I percorsi normalmente erano Agnone-Carovilli-Agnone, Agnone–Staffoli-Capracotta-Pescopennataro –Agnone.
Nella gara del giro dell’alto Molise del 1954 Agnone-Pietrabbondante-Staffoli-Capracotta-Pescopennataro –Agnone 
oltre al “GS Cicli Atene”
ci fu una grande partecipazione di ciclisti interregionali
e con la presenza anche di Alessandro Fantini, grande ciclista professionista di Fossacesia, più volte maglia rosa al Giro d’Italia, scomparso tragicamente nel Giro di Germania del 1961.

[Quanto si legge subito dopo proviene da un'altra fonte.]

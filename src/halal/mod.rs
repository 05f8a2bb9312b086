//! Halal evaluation as an ordered chain of rules.
//!
//! Each rule inspects the ingredient and either records findings and lets the
//! chain continue, or returns a terminal status. When no rule terminates, the
//! accumulated findings are resolved into a final status.

pub mod rules;

use crate::certification::{halal_signal, CertificationSignal};
use crate::lexicon::Lexicon;
use crate::text::{normalize, word_in_text};
use crate::verdict::{Confidence, HalalStatus, HalalVerdict, ReasonTrail};

pub use rules::{
    AlcoholRule, AnimalDerivativeRule, ColorantRule, ENumberRule, FlavouringRule, GelatinRule,
    LecithinRule,
};

/// Which way a recorded reason pushes the final status.
#[derive(Debug, Clone, Copy, PartialEq, Eq)]
pub enum Lean {
    Forbidden,
    Doubtful,
    Favorable,
    Neutral,
}

/// Reason trail plus a tally of how each recorded code leans.
#[derive(Debug, Clone, Default)]
pub struct Findings {
    pub trail: ReasonTrail,
    forbidden: usize,
    doubtful: usize,
    favorable: usize,
}

impl Findings {
    pub fn new() -> Self {
        Self::default()
    }

    /// Duplicate codes are ignored and do not change the tally.
    pub fn record(&mut self, code: impl Into<String>, evidence: impl Into<String>, lean: Lean) {
        let code = code.into();
        if !self.trail.push(code.clone(), evidence) {
            return;
        }
        log::debug!("Halal finding: {} ({:?})", code, lean);
        match lean {
            Lean::Forbidden => self.forbidden += 1,
            Lean::Doubtful => self.doubtful += 1,
            Lean::Favorable => self.favorable += 1,
            Lean::Neutral => {}
        }
    }

    pub fn has_code_containing(&self, fragment: &str) -> bool {
        self.trail.has_code_containing(fragment)
    }

    pub fn forbidden(&self) -> usize {
        self.forbidden
    }

    pub fn doubtful(&self) -> usize {
        self.doubtful
    }

    pub fn favorable(&self) -> usize {
        self.favorable
    }
}

/// Inputs shared by every rule for one ingredient.
pub struct HalalContext<'a> {
    /// Normalized ingredient text.
    pub text: String,
    /// Original-language text, used for lecithin source resolution.
    pub original: Option<&'a str>,
    pub certification: CertificationSignal,
    pub lexicon: &'a Lexicon,
}

pub trait HalalRule: Send + Sync {
    fn name(&self) -> &str;

    /// Record findings; return a status to stop the chain.
    fn check(&self, ctx: &HalalContext, findings: &mut Findings)
        -> Option<(HalalStatus, Confidence)>;
}

pub struct HalalEvaluator<'a> {
    lexicon: &'a Lexicon,
    rules: Vec<Box<dyn HalalRule>>,
}

impl<'a> HalalEvaluator<'a> {
    pub fn new(lexicon: &'a Lexicon) -> Self {
        let rules: Vec<Box<dyn HalalRule>> = vec![
            Box::new(AnimalDerivativeRule),
            Box::new(ColorantRule),
            Box::new(ENumberRule),
            Box::new(AlcoholRule),
            Box::new(GelatinRule::new()),
            Box::new(LecithinRule),
            Box::new(FlavouringRule),
        ];

        Self { lexicon, rules }
    }

    pub fn rule_names(&self) -> Vec<&str> {
        self.rules.iter().map(|r| r.name()).collect()
    }

    /// Evaluate one ingredient. With `strict` set, MUSHBOOH resolves to
    /// NOT_HALAL_UNVERIFIED; terminal rule outcomes are never rewritten.
    pub fn evaluate(&self, ingredient: &str, strict: bool, original: Option<&str>) -> HalalVerdict {
        let ctx = HalalContext {
            text: normalize(ingredient),
            original,
            certification: halal_signal(ingredient, self.lexicon),
            lexicon: self.lexicon,
        };
        let mut findings = Findings::new();

        for rule in &self.rules {
            if let Some((status, confidence)) = rule.check(&ctx, &mut findings) {
                log::debug!(
                    "Rule '{}' decided {} for '{}'",
                    rule.name(),
                    status,
                    ingredient
                );
                return findings.trail.into_verdict(ingredient, status, confidence);
            }
        }

        let (status, confidence) = resolve(&ctx, &mut findings);
        let status = if strict && status == HalalStatus::Mushbooh {
            HalalStatus::NotHalalUnverified
        } else {
            status
        };

        findings.trail.into_verdict(ingredient, status, confidence)
    }
}

/// Final status when no rule terminated the chain.
fn resolve(ctx: &HalalContext, findings: &mut Findings) -> (HalalStatus, Confidence) {
    if ctx.certification.is_strong() {
        return (HalalStatus::HalalConfirmed, Confidence::High);
    }

    if findings.forbidden() > 0 {
        return (HalalStatus::Haram, Confidence::High);
    }

    if findings.doubtful() > 0 {
        if findings.favorable() > 0 && findings.favorable() >= findings.doubtful() {
            return (HalalStatus::HalalConfirmed, Confidence::High);
        }
        let confidence = if ctx.certification.is_weak() {
            Confidence::Medium
        } else {
            Confidence::Low
        };
        return (HalalStatus::Mushbooh, confidence);
    }

    if findings.favorable() > 0 {
        return (HalalStatus::HalalConfirmed, Confidence::High);
    }

    if ctx.lexicon.plant_based.is_inherently_halal(&ctx.text) {
        findings.record(
            "inherently_halal_by_nature",
            "Plant-based ingredient; halal by default",
            Lean::Neutral,
        );
        return (HalalStatus::HalalConfirmed, Confidence::High);
    }

    findings.record(
        "no_haram_indicators_detected",
        "No haram indicators detected; default halal",
        Lean::Neutral,
    );
    (HalalStatus::HalalConfirmed, Confidence::Medium)
}

/// Evaluate against the process-wide lexicon.
pub fn evaluate_halal(ingredient: &str, strict: bool, original: Option<&str>) -> HalalVerdict {
    HalalEvaluator::new(Lexicon::global()).evaluate(ingredient, strict, original)
}

impl HalalVerdict {
    /// Violation codes for the diet check.
    pub fn violations(&self) -> Vec<String> {
        let mut violations = Vec::new();

        if self.status == HalalStatus::Haram {
            violations.push("haram_ingredient_source_forbidden".to_string());
        }
        if self.has_reason_containing("alcohol") {
            violations.push("alcohol_not_halal".to_string());
        }
        if self.status.is_unresolved() {
            violations.push("source_unverified_mushbooh".to_string());
        }
        if word_in_text(&self.ingredient, "vanilla extract") {
            violations.push("vanilla_extract_may_contain_alcohol".to_string());
        }

        violations
    }
}

#[cfg(test)]
mod tests {
    use super::*;

    fn halal(text: &str) -> HalalVerdict {
        evaluate_halal(text, false, None)
    }

    fn codes(verdict: &HalalVerdict) -> Vec<&str> {
        verdict.reason_codes.iter().map(String::as_str).collect()
    }

    #[test]
    fn test_rule_order() {
        let evaluator = HalalEvaluator::new(Lexicon::global());
        assert_eq!(
            evaluator.rule_names(),
            vec![
                "animal_derivatives",
                "haram_colorants",
                "e_numbers",
                "alcohol",
                "gelatin",
                "lecithin",
                "flavourings"
            ]
        );
    }

    #[test]
    fn test_pork_is_haram_despite_certification() {
        for text in ["pork", "pork fat, halal certified", "gelatin (porcine)", "JAKIM halal lard"] {
            let verdict = halal(text);
            assert_eq!(verdict.status, HalalStatus::Haram, "{}", text);
            assert_eq!(verdict.confidence, Confidence::High);
        }
        assert_eq!(codes(&halal("gelatin (porcine)")), vec!["pork_haram"]);
    }

    #[test]
    fn test_wine_not_overridden_by_certification() {
        let verdict = halal("contains wine, certified halal");
        assert_eq!(verdict.status, HalalStatus::Haram);
        assert_eq!(codes(&verdict), vec!["alcoholic_beverage_haram"]);
    }

    #[test]
    fn test_alcohol_processing_yields_to_certification() {
        let verdict = halal("flavouring extracted with alcohol");
        assert_eq!(verdict.status, HalalStatus::Haram);
        assert_eq!(codes(&verdict), vec!["explicit_alcohol_haram"]);

        let verdict = halal("vanilla extract, halal certified");
        assert_eq!(verdict.status, HalalStatus::HalalConfirmed);
        assert_eq!(
            codes(&verdict),
            vec!["alcohol_related_term_present_but_halal_cert_claim"]
        );
        assert!(verdict
            .evidence
            .contains("Extract may contain alcohol as solvent; but strong halal certification phrase detected"));
    }

    #[test]
    fn test_fatty_alcohols_are_not_intoxicants() {
        let verdict = halal("cetyl alcohol");
        assert_ne!(verdict.status, HalalStatus::Haram);
    }

    #[test]
    fn test_e_numbers() {
        let verdict = halal("colour (E-120)");
        assert_eq!(verdict.status, HalalStatus::Haram);
        assert_eq!(codes(&verdict), vec!["e120_carmine_cochineal_haram"]);
        assert_eq!(
            verdict.evidence.as_slice(),
            &["Detected E120 (Carmine/Cochineal) - Insect-derived colorant"]
        );

        let verdict = halal("emulsifier (E 471)");
        assert_eq!(verdict.status, HalalStatus::Mushbooh);
        assert_eq!(verdict.confidence, Confidence::Low);
        assert!(verdict.reason_codes.contains("e471_mono_diglycerides_source_unknown"));

        // halal-tier codes do not record anything
        let verdict = halal("acid (E330)");
        assert_eq!(verdict.status, HalalStatus::HalalConfirmed);
        assert_eq!(codes(&verdict), vec!["no_haram_indicators_detected"]);
    }

    #[test]
    fn test_carmine_by_name() {
        let verdict = halal("Colour: crimson lake");
        assert_eq!(verdict.status, HalalStatus::Haram);
        assert_eq!(codes(&verdict), vec!["insect_derived_haram"]);
    }

    #[test]
    fn test_gelatin_sources() {
        let verdict = halal("fish gelatin");
        assert_eq!(verdict.status, HalalStatus::HalalConfirmed);
        assert_eq!(verdict.confidence, Confidence::High);
        assert_eq!(codes(&verdict), vec!["gelatin_fish_halal", "fish_gelatin"]);

        let verdict = halal("gelatine (halal)");
        assert_eq!(verdict.status, HalalStatus::HalalConfirmed);
        assert!(verdict.reason_codes.contains("halal_gelatin_explicit"));

        let verdict = halal("beef gelatin");
        assert_eq!(verdict.status, HalalStatus::Mushbooh);
        assert_eq!(
            codes(&verdict),
            vec!["gelatin_bovine_mushbooh", "bovine_gelatin_unverified"]
        );

        let verdict = halal("gelatin");
        assert_eq!(verdict.status, HalalStatus::Mushbooh);
        assert_eq!(codes(&verdict), vec!["gelatin_source_unknown"]);
    }

    #[test]
    fn test_certified_gelatin() {
        let verdict = halal("gelatin (JAKIM)");
        assert_eq!(verdict.status, HalalStatus::HalalConfirmed);
        assert_eq!(verdict.confidence, Confidence::High);
        assert_eq!(codes(&verdict), vec!["gelatin_source_unknown_but_certified"]);
    }

    #[test]
    fn test_lecithin_sources() {
        let verdict = halal("sunflower lecithin");
        assert_eq!(verdict.status, HalalStatus::HalalConfirmed);
        assert_eq!(codes(&verdict), vec!["sunflower_lecithin_halal"]);

        let verdict = halal("soy lecithin");
        assert_eq!(verdict.status, HalalStatus::NotHalalUnverified);
        assert_eq!(verdict.confidence, Confidence::Medium);
        assert_eq!(codes(&verdict), vec!["soy_lecithin_unverified_mushbooh"]);

        let verdict = halal("soy lecithin, halal certified");
        assert_eq!(verdict.status, HalalStatus::HalalConfirmed);
        assert_eq!(codes(&verdict), vec!["soy_lecithin_certified_halal"]);

        let verdict = halal("egg lecithin");
        assert_eq!(verdict.status, HalalStatus::HalalConfirmed);
        assert_eq!(codes(&verdict), vec!["eggs_halal", "egg_lecithin_halal"]);

        let verdict = halal("lecithin");
        assert_eq!(verdict.status, HalalStatus::Mushbooh);
        assert_eq!(codes(&verdict), vec!["lecithin_source_unspecified_mushbooh"]);
    }

    #[test]
    fn test_lecithin_prefers_original_text() {
        let verdict = evaluate_halal("soy lecithin", false, Some("lécithine de tournesol"));
        assert_eq!(verdict.status, HalalStatus::HalalConfirmed);
        assert_eq!(codes(&verdict), vec!["sunflower_lecithin_halal"]);
    }

    #[test]
    fn test_flavourings() {
        let verdict = halal("natural flavour");
        assert_eq!(verdict.status, HalalStatus::Mushbooh);
        assert_eq!(
            codes(&verdict),
            vec![
                "natural_flavor_source_unknown",
                "natural_flavour_source_unknown_mushbooh"
            ]
        );

        let verdict = halal("artificial flavouring");
        assert_eq!(verdict.status, HalalStatus::HalalConfirmed);
        assert_eq!(verdict.confidence, Confidence::High);
        assert_eq!(codes(&verdict), vec!["artificial_flavour"]);
    }

    #[test]
    fn test_weak_certification_raises_confidence() {
        let verdict = halal("natural flavour (halal)");
        assert_eq!(verdict.status, HalalStatus::Mushbooh);
        assert_eq!(verdict.confidence, Confidence::Medium);
    }

    #[test]
    fn test_favorable_majority_confirms() {
        // plant glycerin is favorable, the unlabeled flavour is doubtful
        let verdict = halal("vegetable glycerin, natural flavor");
        assert_eq!(verdict.status, HalalStatus::HalalConfirmed);
        assert_eq!(verdict.confidence, Confidence::High);
    }

    #[test]
    fn test_default_fallbacks() {
        let verdict = halal("sugar");
        assert_eq!(verdict.status, HalalStatus::HalalConfirmed);
        assert_eq!(verdict.confidence, Confidence::High);
        assert_eq!(codes(&verdict), vec!["inherently_halal_by_nature"]);

        let verdict = halal("xanthan thickener");
        assert_eq!(verdict.status, HalalStatus::HalalConfirmed);
        assert_eq!(verdict.confidence, Confidence::Medium);
        assert_eq!(codes(&verdict), vec!["no_haram_indicators_detected"]);

        let verdict = halal("");
        assert_eq!(verdict.status, HalalStatus::HalalConfirmed);
        assert_eq!(verdict.confidence, Confidence::Medium);
    }

    #[test]
    fn test_strict_mode_keeps_reasons() {
        for text in ["gelatin", "lecithin", "natural flavour", "E471"] {
            let lenient = evaluate_halal(text, false, None);
            let strict = evaluate_halal(text, true, None);
            assert_eq!(lenient.status, HalalStatus::Mushbooh, "{}", text);
            assert_eq!(strict.status, HalalStatus::NotHalalUnverified, "{}", text);
            assert_eq!(lenient.reason_codes, strict.reason_codes);
            assert_eq!(lenient.evidence, strict.evidence);
            assert_eq!(lenient.confidence, strict.confidence);
        }
    }

    #[test]
    fn test_determinism() {
        for text in ["gelatin", "soy lecithin", "wine vinegar", "E120", "vanilla extract"] {
            assert_eq!(halal(text), halal(text));
        }
    }

    #[test]
    fn test_violations() {
        assert_eq!(halal("lard").violations(), vec!["haram_ingredient_source_forbidden"]);
        assert_eq!(
            halal("ethanol").violations(),
            vec!["haram_ingredient_source_forbidden", "alcohol_not_halal"]
        );
        assert_eq!(
            evaluate_halal("gelatin", true, None).violations(),
            vec!["source_unverified_mushbooh"]
        );
        assert!(halal("vanilla extract")
            .violations()
            .contains(&"vanilla_extract_may_contain_alcohol".to_string()));
        assert!(halal("sugar").violations().is_empty());
    }
}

Negli anni avvenire, dalla federazione ciclistica,
furono disputate gare con corridori professionisti tipo la “Tre Giorni del sud”.
Il 24 maggio 1959 con la 9°tappa Napoli-Vasto, transitò in Agnone il 42° giro d’Italia. 
La gara fu vinta da Gastone Nencini.
All’ attraversamento, di Via Marconi,
vicino la fonderia Marinelli
furono sistemate delle campane che al transito dei girini suonarono a festa.
Il giorno successivo, non ricordo quale giornale sportivo, scrisse che le campane di Agnone 
avevano “svegliato i campioni italiani”.
Fu una delle prime vittorie italiane a quel giro.